NNET is a small collection of neural network algorithms written in the pure Go language.
- rbm - Binary-Binary Restricted Boltzmann Machines (RBMs)
- gbrbm - Gaussian-Binary RBMs
- mlp - Multi-Layer Perceptron (Feed Forward Neural Networks)
- mlp3 - Three-Layer Perceptron
- dbn - Deep Belief Nets (in develop stage)
go get github.com/r9y9/nnet
cd examples/rbm
go run rbm_mnist.go -h # for help
go run rbm_mnist.go -epoch=5 -hidden_units=400 -learning_rate=0.1 -order=1 -output="rbm.json" -persistent -size=20
It took 32 minutes to train RBM on my macbook air at 07/28/2014.

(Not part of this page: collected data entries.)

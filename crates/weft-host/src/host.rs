//! The host I/O seam.

use std::io;

use weft_types::Payload;

/// Where host-directed instructions land.
///
/// The [`crate::Driver`] dispatches each delivered instruction to one of
/// these methods. Implementations decide presentation; the driver decides
/// policy (debug suppression, banners, reply plumbing).
pub trait HostIo {
    /// An informational notification.
    fn notify(&mut self, level: &str, message: &str, payload: Option<&Payload>) -> io::Result<()>;

    /// A non-fatal anomaly.
    fn warning(&mut self, message: &str, payload: Option<&Payload>) -> io::Result<()>;

    /// A routine- or engine-level failure report.
    fn error(&mut self, message: &str, payload: Option<&Payload>) -> io::Result<()>;

    /// A diagnostic trace. Only called when the driver runs in debug mode.
    fn debug(&mut self, level: &str, message: &str, payload: Option<&Payload>) -> io::Result<()>;

    /// A named side effect.
    fn custom(&mut self, name: &str, payload: Option<&Payload>) -> io::Result<()>;

    /// Solicit a value from the user.
    fn request_input(&mut self, query: &str) -> io::Result<String>;

    /// Run delimiter (started / finished / aborted).
    fn banner(&mut self, _text: &str) -> io::Result<()> {
        Ok(())
    }

    /// Visual separator emitted when the driver observes a state change.
    fn transition_separator(&mut self, _count: usize) -> io::Result<()> {
        Ok(())
    }
}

python visualize.py rbm.json
cd examples/mlp3
go run mlp3_mnist.go -epoch=500000 -hidden_units=100 -learning_rate=0.1 -o="nn.json"
It took 10 minutes to train MLP on my macbook air at 07/30/2014.
go run mlp3_mnist.go -test -m=nn.json
...
Acc. 0.971000 (9710/10000)
- Use linear algebra library such as gonum/matrix or go.matrix
- GPU powered training
- Refactor (write more idiomatic codes, speedup, etc.)
- Tests for all packages
- More flexibility like pylearn2